The blogger phenomena has taken over. We aren't sure if it's because people find it therapeutic or if it's simply because every personal detail of our lives was meant to be shared--did God intend us to share our lives with one another in hopes that we would find healing for our brokenness? Churches around the globe are talking about "Story" and how it has a profound impact on how we relate to one another and how we live our lives based on the story we've already written and have yet to write. Needless to say, we've bought in to the trend and we're excited to share our story from here on out.


A lot has happened since Kyle and I were joined as one. We're now in the process of moving in to our first home and coming up on our one year anniversary (February 20th for those of you who'd like to contribute to my love language and send a card :-)
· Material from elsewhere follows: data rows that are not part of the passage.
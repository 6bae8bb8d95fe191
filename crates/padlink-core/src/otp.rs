//! The one-time-pad cipher primitive.
//!
//! A plain byte-wise XOR of equal-length inputs. The primitive carries no
//! state; the exactly-once guarantee lives entirely in
//! [`Pad`](crate::pad::Pad)'s consumption cursors, which callers must use
//! to source the key slice.

use crate::error::PadlinkError;

/// XOR `plaintext` with `key`.
///
/// The key must be at least as long as the data; trailing key bytes are
/// ignored. A short key is a cursor-usage bug in the caller, surfaced as
/// [`PadlinkError::KeyTooShort`].
pub fn encrypt(key: &[u8], plaintext: &[u8]) -> Result<Vec<u8>, PadlinkError> {
    if key.len() < plaintext.len() {
        return Err(PadlinkError::KeyTooShort {
            key_len: key.len(),
            data_len: plaintext.len(),
        });
    }
    Ok(plaintext
        .iter()
        .zip(key.iter())
        .map(|(byte, key_byte)| byte ^ key_byte)
        .collect())
}

/// XOR `ciphertext` with `key`. The transform is an involution, so this is
/// the same operation as [`encrypt`]; the separate name keeps call sites
/// readable.
pub fn decrypt(key: &[u8], ciphertext: &[u8]) -> Result<Vec<u8>, PadlinkError> {
    encrypt(key, ciphertext)
}

#[cfg(test)]
mod tests {
    use super::*;

    #[test]
    fn round_trip_identity() {
        let key = b"0123456789abcdef";
        let plaintext = b"attack at dawn";

        let ciphertext = encrypt(key, plaintext).expect("encrypt");
        assert_ne!(&ciphertext, plaintext);
        let recovered = decrypt(key, &ciphertext).expect("decrypt");
        assert_eq!(recovered, plaintext);
    }

    #[test]
    fn empty_plaintext_is_fine() {
        assert_eq!(encrypt(b"key", b"").expect("encrypt"), Vec::<u8>::new());
        assert_eq!(encrypt(b"", b"").expect("encrypt"), Vec::<u8>::new());
    }

    #[test]
    fn short_key_is_rejected() {
        let err = encrypt(b"ab", b"abc").expect_err("must fail");
        assert!(matches!(
            err,
            PadlinkError::KeyTooShort {
                key_len: 2,
                data_len: 3
            }
        ));
    }

    #[test]
    fn xor_against_known_vector() {
        let key = [0xffu8, 0x00, 0x0f];
        let data = [0x12u8, 0x34, 0x56];
        assert_eq!(encrypt(&key, &data).expect("encrypt"), vec![0xed, 0x34, 0x59]);
    }
}
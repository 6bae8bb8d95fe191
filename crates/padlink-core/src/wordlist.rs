//! Fixed public wordlist backing the spoken mnemonic checksum.
//!
//! 256 short, phonetically distinct English words. The list is part of the
//! wire-compatibility surface: reordering or replacing entries changes the
//! mnemonic derived from existing pads, so the list is append-never and
//! edit-never once released.

/// The mnemonic wordlist. Index order is load-bearing.
pub const WORDS: [&str; 256] = [
    "acid", "acorn", "actor", "alarm", "album", "alley", "amber", "angle",
    "ankle", "apple", "apron", "arrow", "atlas", "attic", "axis", "bacon",
    "badge", "bagel", "banjo", "barn", "basil", "beach", "beak", "bean",
    "bear", "bell", "bench", "berry", "bike", "birch", "bison", "blade",
    "blush", "boat", "bolt", "bone", "book", "boot", "bottle", "bread",
    "brick", "bridge", "brook", "broom", "brush", "bucket", "bulb", "bunny",
    "cabin", "cable", "cactus", "cake", "camel", "candle", "canoe", "card",
    "cargo", "carrot", "castle", "cedar", "chain", "chalk", "cheese", "cherry",
    "chess", "chin", "cider", "circle", "claw", "clay", "cliff", "clock",
    "cloud", "clover", "coach", "coast", "cobra", "cocoa", "coin", "comet",
    "coral", "cotton", "cougar", "crane", "crater", "crayon", "creek", "crown",
    "cube", "cupid", "curtain", "daisy", "deer", "delta", "denim", "desk",
    "dial", "dime", "dolphin", "donkey", "door", "dragon", "drum", "duck",
    "eagle", "easel", "echo", "elbow", "elm", "ember", "engine", "fabric",
    "falcon", "fern", "ferry", "fiddle", "flag", "flame", "flute", "foam",
    "forest", "fossil", "fox", "frost", "gallon", "garden", "gecko", "gem",
    "ginger", "glacier", "globe", "glove", "goose", "gourd", "grape", "gravel",
    "guitar", "hammer", "harbor", "hawk", "hazel", "heron", "hill", "honey",
    "hook", "horn", "house", "husk", "igloo", "inch", "iris", "iron",
    "island", "ivory", "jade", "jaguar", "jar", "jelly", "jewel", "judge",
    "juice", "jungle", "kayak", "kettle", "king", "kite", "kiwi", "knight",
    "koala", "ladder", "lagoon", "lake", "lantern", "lark", "lava", "leaf",
    "lemon", "lentil", "lily", "lime", "lion", "lizard", "llama", "lobster",
    "locket", "lotus", "lunar", "magnet", "mango", "maple", "marble", "mask",
    "meadow", "melon", "mesa", "mint", "mirror", "moose", "moss", "moth",
    "mule", "mural", "napkin", "needle", "nest", "nickel", "north", "oak",
    "oasis", "ocean", "olive", "onion", "opal", "orbit", "orchid", "otter",
    "owl", "oyster", "panda", "pearl", "pebble", "pecan", "pelican", "penny",
    "pepper", "piano", "pigeon", "pine", "planet", "plum", "pond", "poppy",
    "prism", "pump", "quail", "quartz", "quill", "rabbit", "raft", "rain",
    "raven", "reef", "ridge", "river", "robin", "rocket", "rose", "ruby",
    "saddle", "sage", "salmon", "sand", "seal", "shell", "sierra", "spruce",
];
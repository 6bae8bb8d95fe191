//! Deterministic frame composition: which source blocks a frame XORs.
//!
//! Both ends must agree exactly, so randomness comes from a `ChaCha8Rng`
//! seeded from the per-ceremony seed and the frame index; `rand_chacha`
//! streams are portable and stable across platforms, unlike `StdRng`.
//! Degrees follow a robust soliton distribution, which keeps most coded
//! frames at degree 1–3 so the peeling decoder makes early progress.

use rand::seq::index;
use rand::{Rng, SeedableRng};
use rand_chacha::ChaCha8Rng;

/// Robust soliton shape parameters, shared by every ceremony.
const SOLITON_C: f64 = 0.1;
const SOLITON_DELTA: f64 = 0.05;

/// Odd 64-bit constant (2^64 / phi) spreading consecutive indices across
/// seed space.
const INDEX_SPREAD: u64 = 0x9e37_79b9_7f4a_7c15;

/// Cumulative robust soliton distribution for one stream geometry.
/// Built once per encoder or decoder, then shared by every frame.
#[derive(Clone, Debug)]
pub(crate) struct DegreeTable {
    cumulative: Vec<f64>,
    source_count: usize,
}

impl DegreeTable {
    pub fn new(source_count: usize) -> Self {
        if source_count <= 1 {
            return Self {
                cumulative: vec![1.0],
                source_count,
            };
        }

        let k = source_count as f64;
        // Ideal soliton: rho(1) = 1/k, rho(d) = 1/(d(d-1)).
        let mut weights: Vec<f64> = (1..=source_count)
            .map(|d| {
                if d == 1 {
                    1.0 / k
                } else {
                    let d = d as f64;
                    1.0 / (d * (d - 1.0))
                }
            })
            .collect();

        // Robust correction: extra mass on small degrees plus a spike at
        // k/s, which is what makes decoding succeed with high probability
        // at a small constant overhead.
        let s = SOLITON_C * (k / SOLITON_DELTA).ln() * k.sqrt();
        let spike = ((k / s).round() as usize).clamp(1, source_count);
        for (d, weight) in weights.iter_mut().enumerate().take(spike - 1) {
            *weight += s / (k * (d + 1) as f64);
        }
        weights[spike - 1] += (s * (s / SOLITON_DELTA).ln() / k).max(0.0);

        let total: f64 = weights.iter().sum();
        let mut acc = 0.0;
        let cumulative = weights
            .iter()
            .map(|w| {
                acc += w / total;
                acc
            })
            .collect();

        Self {
            cumulative,
            source_count,
        }
    }

    pub fn source_count(&self) -> usize {
        self.source_count
    }

    /// Sample a degree in `1..=source_count`.
    fn sample(&self, rng: &mut ChaCha8Rng) -> usize {
        let roll: f64 = rng.gen();
        let position = self.cumulative.partition_point(|&p| p < roll);
        position.min(self.cumulative.len() - 1) + 1
    }
}

/// The source block subset for frame `index`, ascending.
///
/// Frames below `source_count` are the systematic prefix and map to their
/// own block; everything above is a pseudo-random subset derived from
/// `(seed, index)` alone.
pub(crate) fn source_indices(table: &DegreeTable, seed: u64, frame_index: u32) -> Vec<usize> {
    let source_count = table.source_count();
    if (frame_index as usize) < source_count {
        return vec![frame_index as usize];
    }

    let mut rng = frame_rng(seed, frame_index);
    let degree = table.sample(&mut rng);
    let mut indices = index::sample(&mut rng, source_count, degree).into_vec();
    indices.sort_unstable();
    indices
}

fn frame_rng(seed: u64, frame_index: u32) -> ChaCha8Rng {
    ChaCha8Rng::seed_from_u64(seed ^ u64::from(frame_index).wrapping_mul(INDEX_SPREAD))
}
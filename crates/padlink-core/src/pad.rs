//! One-time-pad key material with exactly-once, bidirectional consumption.
//!
//! Each conversation owns a single [`Pad`]. The party sending in the
//! "forward" direction consumes bytes from the front, the other party from
//! the back; the two cursors grow toward each other and may never cross.
//! Every byte is handed out by at most one successful consume call, which
//! is the entire security argument of the OTP channel.

use std::fmt;
use std::sync::{Mutex, PoisonError};

use zeroize::{Zeroize, Zeroizing};

use crate::error::PadlinkError;

/// Smallest pad accepted for a ceremony.
pub const MIN_PAD_SIZE: usize = 1024;

/// Largest pad accepted for a ceremony.
pub const MAX_PAD_SIZE: usize = 4 * 1024 * 1024;

/// Pad sizes offered by the ceremony UI. Custom sizes within
/// [`MIN_PAD_SIZE`]..=[`MAX_PAD_SIZE`] are equally valid.
pub const PAD_SIZE_PRESETS: [usize; 4] = [16 * 1024, 64 * 1024, 256 * 1024, 1024 * 1024];

const EXPAND_CONTEXT: &str = "padlink v1 pad expand";

/// Shared one-time-pad key material plus its two consumption cursors.
///
/// The byte sequence is immutable after construction; only the cursors
/// move. Consume calls are atomic with respect to concurrent callers: a
/// single mutex guards both cursors, so overlapping ranges can never be
/// issued even under racing sends.
pub struct Pad {
    bytes: Zeroizing<Vec<u8>>,
    cursors: Mutex<Cursors>,
}

#[derive(Clone, Copy, Debug, Default)]
struct Cursors {
    front: usize,
    back: usize,
}

impl Pad {
    /// Stretch caller-supplied entropy into exactly `size` uniformly
    /// distributed pad bytes.
    ///
    /// The entropy is compressed into a 32-byte key with a domain-separated
    /// BLAKE3 derivation, then expanded through the keyed BLAKE3 XOF.
    /// Deterministic given identical entropy, which is what makes the
    /// expansion testable; production callers must supply high-entropy
    /// input (touch/motion samples mixed with CSPRNG output).
    pub fn from_entropy(entropy: &[u8], size: usize) -> Result<Self, PadlinkError> {
        if entropy.is_empty() {
            return Err(PadlinkError::InvalidState("entropy must not be empty"));
        }
        if !(MIN_PAD_SIZE..=MAX_PAD_SIZE).contains(&size) {
            return Err(PadlinkError::InvalidState("pad size out of bounds"));
        }

        let mut key = blake3::derive_key(EXPAND_CONTEXT, entropy);
        let mut bytes = Zeroizing::new(vec![0u8; size]);
        blake3::Hasher::new_keyed(&key)
            .finalize_xof()
            .fill(&mut bytes);
        key.zeroize();

        Ok(Self {
            bytes,
            cursors: Mutex::new(Cursors::default()),
        })
    }

    /// Reconstruct a fresh pad from raw bytes (receiver side of a
    /// ceremony, or a never-used stored pad).
    pub fn from_bytes(bytes: Vec<u8>) -> Result<Self, PadlinkError> {
        Self::restore(bytes, 0, 0)
    }

    /// Reconstruct a pad from storage, preserving consumption state.
    pub fn restore(
        bytes: Vec<u8>,
        consumed_front: usize,
        consumed_back: usize,
    ) -> Result<Self, PadlinkError> {
        if bytes.is_empty() {
            return Err(PadlinkError::InvalidState("pad must not be empty"));
        }
        let overrun = consumed_front
            .checked_add(consumed_back)
            .map_or(true, |used| used > bytes.len());
        if overrun {
            return Err(PadlinkError::InvalidState(
                "consumed cursors exceed pad length",
            ));
        }
        Ok(Self {
            bytes: Zeroizing::new(bytes),
            cursors: Mutex::new(Cursors {
                front: consumed_front,
                back: consumed_back,
            }),
        })
    }

    /// Hand out the next `n` unused bytes from the front and advance the
    /// front cursor. Fails with [`PadlinkError::PadExhausted`] and leaves
    /// both cursors unchanged if fewer than `n` bytes remain.
    pub fn consume_front(&self, n: usize) -> Result<Zeroizing<Vec<u8>>, PadlinkError> {
        let mut cursors = self.lock();
        let remaining = self.bytes.len() - cursors.front - cursors.back;
        if n > remaining {
            return Err(PadlinkError::PadExhausted {
                requested: n,
                remaining,
            });
        }
        let start = cursors.front;
        cursors.front += n;
        Ok(Zeroizing::new(self.bytes[start..start + n].to_vec()))
    }

    /// Hand out the next `n` unused bytes from the back (in ascending byte
    /// order) and advance the back cursor.
    pub fn consume_back(&self, n: usize) -> Result<Zeroizing<Vec<u8>>, PadlinkError> {
        let mut cursors = self.lock();
        let remaining = self.bytes.len() - cursors.front - cursors.back;
        if n > remaining {
            return Err(PadlinkError::PadExhausted {
                requested: n,
                remaining,
            });
        }
        let end = self.bytes.len() - cursors.back;
        cursors.back += n;
        Ok(Zeroizing::new(self.bytes[end - n..end].to_vec()))
    }

    /// Unused bytes left between the two cursors.
    pub fn remaining(&self) -> usize {
        let cursors = self.lock();
        self.bytes.len() - cursors.front - cursors.back
    }

    /// True once every byte has been consumed. An exhausted pad can never
    /// encrypt another message.
    pub fn is_exhausted(&self) -> bool {
        self.remaining() == 0
    }

    /// Total pad length in bytes.
    pub fn len(&self) -> usize {
        self.bytes.len()
    }

    /// Always false: empty pads are rejected at construction.
    pub fn is_empty(&self) -> bool {
        self.bytes.is_empty()
    }

    /// Bytes consumed from the front so far (persisted by storage).
    pub fn consumed_front(&self) -> usize {
        self.lock().front
    }

    /// Bytes consumed from the back so far (persisted by storage).
    pub fn consumed_back(&self) -> usize {
        self.lock().back
    }

    /// The full pad byte sequence, independent of consumption state.
    /// Channel derivation and fountain encoding read this; message
    /// encryption must go through the consume calls instead.
    pub fn bytes(&self) -> &[u8] {
        &self.bytes
    }

    /// Irreversibly destroy the pad, synchronously zeroing the key
    /// material rather than waiting for a later drop.
    pub fn burn(mut self) {
        self.bytes.zeroize();
        let mut cursors = self.lock();
        cursors.front = 0;
        cursors.back = 0;
    }

    fn lock(&self) -> std::sync::MutexGuard<'_, Cursors> {
        self.cursors.lock().unwrap_or_else(PoisonError::into_inner)
    }
}

impl fmt::Debug for Pad {
    fn fmt(&self, f: &mut fmt::Formatter<'_>) -> fmt::Result {
        let cursors = self.lock();
        f.debug_struct("Pad")
            .field("len", &self.bytes.len())
            .field("consumed_front", &cursors.front)
            .field("consumed_back", &cursors.back)
            .finish_non_exhaustive()
    }
}

#[cfg(test)]
mod tests {
    use super::*;

    fn test_pad(size: usize) -> Pad {
        Pad::from_entropy(b"pad unit test entropy", size).expect("pad")
    }

    #[test]
    fn from_entropy_is_deterministic() {
        let a = Pad::from_entropy(b"same entropy", 2048).expect("pad a");
        let b = Pad::from_entropy(b"same entropy", 2048).expect("pad b");
        assert_eq!(a.bytes(), b.bytes());

        let c = Pad::from_entropy(b"other entropy", 2048).expect("pad c");
        assert_ne!(a.bytes(), c.bytes());
    }

    #[test]
    fn from_entropy_rejects_bad_inputs() {
        assert!(matches!(
            Pad::from_entropy(b"", 2048),
            Err(PadlinkError::InvalidState(_))
        ));
        assert!(matches!(
            Pad::from_entropy(b"x", MIN_PAD_SIZE - 1),
            Err(PadlinkError::InvalidState(_))
        ));
        assert!(matches!(
            Pad::from_entropy(b"x", MAX_PAD_SIZE + 1),
            Err(PadlinkError::InvalidState(_))
        ));
        for size in PAD_SIZE_PRESETS {
            assert!(Pad::from_entropy(b"x", size).is_ok());
        }
    }

    #[test]
    fn consume_front_hands_out_prefix_exactly_once() {
        let pad = test_pad(2048);
        let first = pad.consume_front(16).expect("first");
        let second = pad.consume_front(16).expect("second");

        assert_eq!(&*first, &pad.bytes()[..16]);
        assert_eq!(&*second, &pad.bytes()[16..32]);
        assert_eq!(pad.consumed_front(), 32);
        assert_eq!(pad.remaining(), 2048 - 32);
    }

    #[test]
    fn consume_back_hands_out_suffix_exactly_once() {
        let pad = test_pad(2048);
        let first = pad.consume_back(16).expect("first");
        let second = pad.consume_back(16).expect("second");

        assert_eq!(&*first, &pad.bytes()[2048 - 16..]);
        assert_eq!(&*second, &pad.bytes()[2048 - 32..2048 - 16]);
        assert_eq!(pad.consumed_back(), 32);
    }

    #[test]
    fn cursors_never_cross() {
        let pad = Pad::restore(vec![7u8; 1024], 0, 0).expect("pad");
        pad.consume_front(1000).expect("front");
        let err = pad.consume_back(25).expect_err("must exhaust");
        assert!(matches!(
            err,
            PadlinkError::PadExhausted {
                requested: 25,
                remaining: 24
            }
        ));
        // A failed call leaves the cursors untouched.
        assert_eq!(pad.consumed_back(), 0);
        pad.consume_back(24).expect("exact remainder");
        assert!(pad.is_exhausted());
        assert!(matches!(
            pad.consume_front(1),
            Err(PadlinkError::PadExhausted { .. })
        ));
    }

    #[test]
    fn restore_round_trips_consumption_state() {
        let pad = test_pad(2048);
        pad.consume_front(100).expect("front");
        pad.consume_back(50).expect("back");

        let restored = Pad::restore(
            pad.bytes().to_vec(),
            pad.consumed_front(),
            pad.consumed_back(),
        )
        .expect("restore");
        assert_eq!(restored.remaining(), pad.remaining());
        // The restored pad continues where the original left off.
        assert_eq!(&*restored.consume_front(8).expect("next"), &pad.bytes()[100..108]);
    }

    #[test]
    fn restore_rejects_overrun_cursors() {
        assert!(matches!(
            Pad::restore(vec![0u8; 100], 60, 41),
            Err(PadlinkError::InvalidState(_))
        ));
        assert!(Pad::restore(vec![0u8; 100], 60, 40).is_ok());
        assert!(matches!(
            Pad::restore(Vec::new(), 0, 0),
            Err(PadlinkError::InvalidState(_))
        ));
        assert!(matches!(
            Pad::restore(vec![0u8; 8], usize::MAX, 1),
            Err(PadlinkError::InvalidState(_))
        ));
    }

    #[test]
    fn concurrent_consumers_never_overlap() {
        use std::collections::HashSet;
        use std::sync::Arc;

        // Every 4-byte aligned chunk starts with a distinct u16, so the
        // first two bytes identify the exact range that was handed out.
        let bytes: Vec<u8> = (0..1024u16).flat_map(u16::to_be_bytes).collect();
        let pad = Arc::new(Pad::restore(bytes, 0, 0).expect("pad"));
        let mut handles = Vec::new();
        for _ in 0..4 {
            let pad = Arc::clone(&pad);
            handles.push(std::thread::spawn(move || {
                let mut ranges = Vec::new();
                for _ in 0..100 {
                    if let Ok(chunk) = pad.consume_front(4) {
                        ranges.push(chunk.to_vec());
                    }
                }
                ranges
            }));
        }

        let mut starts = HashSet::new();
        let mut issued = 0usize;
        for handle in handles {
            for chunk in handle.join().expect("join") {
                let start = u16::from_be_bytes([chunk[0], chunk[1]]);
                assert!(starts.insert(start), "byte range issued twice");
                issued += chunk.len();
            }
        }
        assert_eq!(issued, pad.consumed_front());
        assert_eq!(pad.consumed_front(), 4 * 4 * 100);
    }
}
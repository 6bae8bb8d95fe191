//! Frame receiver: peel-and-solve decoding of the fountain stream.

use std::collections::HashSet;

use zeroize::Zeroizing;

use crate::error::PadlinkError;
use crate::fountain::degree::{self, DegreeTable};
use crate::fountain::frame::Frame;
use crate::fountain::mask::FrameMask;
use crate::fountain::{xor_in_place, MAX_SOURCE_COUNT};
use crate::metadata::CeremonyMetadata;

/// The recovered ceremony payload.
pub struct DecodedCeremony {
    /// Channel configuration from the payload header.
    pub metadata: CeremonyMetadata,
    /// The pad byte sequence, zeroed on drop.
    pub pad_bytes: Zeroizing<Vec<u8>>,
    /// Frames that contributed information to the solution.
    pub frames_used: usize,
}

/// Mutable receiver state for one ceremony.
///
/// Frames may arrive in any order and multiplicity; duplicates are ignored
/// idempotently and malformed frames are rejected without touching state,
/// because transient camera misreads are a normal part of scanning. Calls
/// must be serialized per instance (one per scanned frame, in arrival
/// order); arrival order does not affect the outcome.
pub struct FountainDecoder {
    mask: Option<FrameMask>,
    stream: Option<Stream>,
    solved: Vec<Option<Zeroizing<Vec<u8>>>>,
    solved_count: usize,
    pending: Vec<Equation>,
    seen: HashSet<u32>,
    frames_used: usize,
}

/// Geometry locked in from the first accepted frame.
struct Stream {
    seed: u64,
    payload_len: u32,
    block_size: u16,
    source_count: usize,
    degrees: DegreeTable,
}

/// One not-yet-solved XOR relation over source blocks.
struct Equation {
    indices: Vec<usize>,
    payload: Zeroizing<Vec<u8>>,
}

impl FountainDecoder {
    /// Create a decoder. The passphrase must match the encoder's for the
    /// stream to unmask to the real payload; a mismatch is not detected
    /// here but by the mnemonic comparison afterwards.
    pub fn new(passphrase: Option<&str>) -> Result<Self, PadlinkError> {
        Ok(Self {
            mask: passphrase.map(FrameMask::new).transpose()?,
            stream: None,
            solved: Vec::new(),
            solved_count: 0,
            pending: Vec::new(),
            seen: HashSet::new(),
            frames_used: 0,
        })
    }

    /// Parse and fold in a scanned frame in wire form. Returns whether
    /// decoding is now complete.
    pub fn add_frame_bytes(&mut self, bytes: &[u8]) -> Result<bool, PadlinkError> {
        let frame = Frame::from_bytes(bytes)?;
        self.add_frame(frame)
    }

    /// Fold in a parsed frame. Returns whether decoding is now complete.
    pub fn add_frame(&mut self, frame: Frame) -> Result<bool, PadlinkError> {
        self.check_geometry(&frame)?;
        if self.stream.is_none() {
            self.init_stream(&frame);
        }

        // Idempotent on duplicates: the frame content is a pure function
        // of its index, so a seen index carries no new information.
        if !self.seen.insert(frame.index) {
            return Ok(self.is_complete());
        }
        if self.is_complete() {
            return Ok(true);
        }

        let stream = self
            .stream
            .as_ref()
            .ok_or(PadlinkError::InvalidFrame("stream not initialized"))?;

        let mut payload = Zeroizing::new(frame.payload);
        if let Some(mask) = &self.mask {
            mask.apply(frame.index, &mut payload);
        }
        let indices = degree::source_indices(&stream.degrees, stream.seed, frame.index);

        let mut equation = Equation { indices, payload };
        self.reduce(&mut equation);
        match equation.indices.len() {
            // Fully redundant: everything it references is already solved.
            // Nonzero residue means the frame disagrees with the solution
            // (wrong passphrase, corruption); either way it is discarded
            // and scanning continues.
            0 => {}
            1 => {
                self.frames_used += 1;
                let index = equation.indices[0];
                self.solve(index, equation.payload);
            }
            _ => {
                self.frames_used += 1;
                self.pending.push(equation);
            }
        }

        Ok(self.is_complete())
    }

    /// Number of source blocks, 0 until the first frame arrives.
    pub fn source_count(&self) -> usize {
        self.stream.as_ref().map_or(0, |s| s.source_count)
    }

    /// Distinct frame indices accepted so far.
    pub fn unique_frames_received(&self) -> usize {
        self.seen.len()
    }

    /// Frames that contributed information to the solution so far.
    pub fn frames_used(&self) -> usize {
        self.frames_used
    }

    /// Solved fraction in `[0, 1]`, monotonically non-decreasing. Drives
    /// UI progress bars.
    pub fn progress(&self) -> f64 {
        match &self.stream {
            None => 0.0,
            Some(stream) => self.solved_count as f64 / stream.source_count as f64,
        }
    }

    /// True once every source block is solved.
    pub fn is_complete(&self) -> bool {
        self.stream
            .as_ref()
            .is_some_and(|s| self.solved_count == s.source_count)
    }

    /// Recover the ceremony payload: metadata parsed off the front, block
    /// padding stripped via the true payload length.
    pub fn result(&self) -> Result<DecodedCeremony, PadlinkError> {
        let stream = match &self.stream {
            Some(stream) if self.solved_count == stream.source_count => stream,
            _ => {
                return Err(PadlinkError::IncompleteDecode {
                    solved: self.solved_count,
                    total: self.source_count(),
                })
            }
        };

        let mut payload = Zeroizing::new(Vec::with_capacity(
            stream.source_count * usize::from(stream.block_size),
        ));
        for block in &self.solved {
            match block {
                Some(block) => payload.extend_from_slice(block),
                None => {
                    return Err(PadlinkError::IncompleteDecode {
                        solved: self.solved_count,
                        total: stream.source_count,
                    })
                }
            }
        }
        payload.truncate(stream.payload_len as usize);

        let (metadata, header_len) = CeremonyMetadata::from_bytes(&payload)?;
        let pad_bytes = Zeroizing::new(payload[header_len..].to_vec());

        Ok(DecodedCeremony {
            metadata,
            pad_bytes,
            frames_used: self.frames_used,
        })
    }

    /// Zero and drop all solved and partial block buffers. Runs implicitly
    /// on drop as well; the explicit call supports synchronous cancellation.
    pub fn close(&mut self) {
        self.solved.clear();
        self.pending.clear();
        self.seen.clear();
        self.solved_count = 0;
        self.stream = None;
    }

    /// Validate a frame against the locked-in stream geometry.
    fn check_geometry(&self, frame: &Frame) -> Result<(), PadlinkError> {
        if frame.block_size == 0 || frame.payload_len == 0 {
            return Err(PadlinkError::InvalidFrame("empty geometry"));
        }
        if frame.payload.len() != usize::from(frame.block_size) {
            return Err(PadlinkError::InvalidFrame("payload is not one block"));
        }
        if frame.source_count() > MAX_SOURCE_COUNT {
            return Err(PadlinkError::InvalidFrame("implausible source count"));
        }
        if let Some(stream) = &self.stream {
            let matches = frame.seed == stream.seed
                && frame.payload_len == stream.payload_len
                && frame.block_size == stream.block_size;
            if !matches {
                return Err(PadlinkError::InvalidFrame("frame from another stream"));
            }
        }
        Ok(())
    }

    fn init_stream(&mut self, frame: &Frame) {
        let source_count = frame.source_count();
        self.solved = (0..source_count).map(|_| None).collect();
        self.stream = Some(Stream {
            seed: frame.seed,
            payload_len: frame.payload_len,
            block_size: frame.block_size,
            source_count,
            degrees: DegreeTable::new(source_count),
        });
    }

    /// XOR already-solved blocks out of an equation.
    fn reduce(&self, equation: &mut Equation) {
        let Equation { indices, payload } = equation;
        indices.retain(|&index| match &self.solved[index] {
            Some(block) => {
                xor_in_place(payload, block);
                false
            }
            None => true,
        });
    }

    /// Record a newly solved block and peel: every pending equation that
    /// references it is simplified, and equations that drop to a single
    /// unknown solve further blocks, recursively.
    fn solve(&mut self, index: usize, payload: Zeroizing<Vec<u8>>) {
        let mut worklist = vec![(index, payload)];

        while let Some((solved_index, block)) = worklist.pop() {
            if self.solved[solved_index].is_some() {
                // Conflicting re-derivation (wrong passphrase or corrupt
                // frame): first solution wins, the rest is discarded.
                continue;
            }
            self.solved[solved_index] = Some(block.clone());
            self.solved_count += 1;

            let mut i = 0;
            while i < self.pending.len() {
                let equation = &mut self.pending[i];
                if let Some(position) =
                    equation.indices.iter().position(|&idx| idx == solved_index)
                {
                    equation.indices.swap_remove(position);
                    xor_in_place(&mut equation.payload, &block);
                }

                match self.pending[i].indices.len() {
                    0 => {
                        // Redundant or inconsistent either way; drop it.
                        self.pending.swap_remove(i);
                    }
                    1 => {
                        let equation = self.pending.swap_remove(i);
                        if self.solved[equation.indices[0]].is_none() {
                            worklist.push((equation.indices[0], equation.payload));
                        }
                    }
                    _ => i += 1,
                }
            }
        }
    }
}

impl Drop for FountainDecoder {
    fn drop(&mut self) {
        self.close();
    }
}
To add to this fleeting thought, I've been in a very contemplative mood lately. As a result, songs and poems have come about, completely inspired by the Lord at work in my messy, broken life. These pint-sized stories are in the beginning stages-bits and pieces of what I hope will someday produce a full-length album and my music career will take off full-fledge ahead...a girl can only hope. I figured this would be a good way to get those creative juices flowing again. After all, I've been out of school for over 2 years and it's been ages since I've taken a Creative Writing class. So, we'll see if this blogging adventure really improves one's vocabulary and artistic genius. I have been diving in to Joy William's blog (now one of the main singers in a band called "The Civil Wars" which has already done amazingly well in the music industry). She talks about how there is war in art and story. She blogged about how it's not the writing part that is difficult (in songwriting) but the sitting down to write part that is menacing. She labels it by a word that is fitting to this scenario: RESISTANCE.  I am hoping and praying for less resistance as I begin this journey into the blogging world and to allow myself to be free with my words, ebb and flow. I've already found it incredibly restorative and lifegiving as I hope you have too.


P.S. I'm hoping Kyle will share some of his humorous musings with you too, in the near future.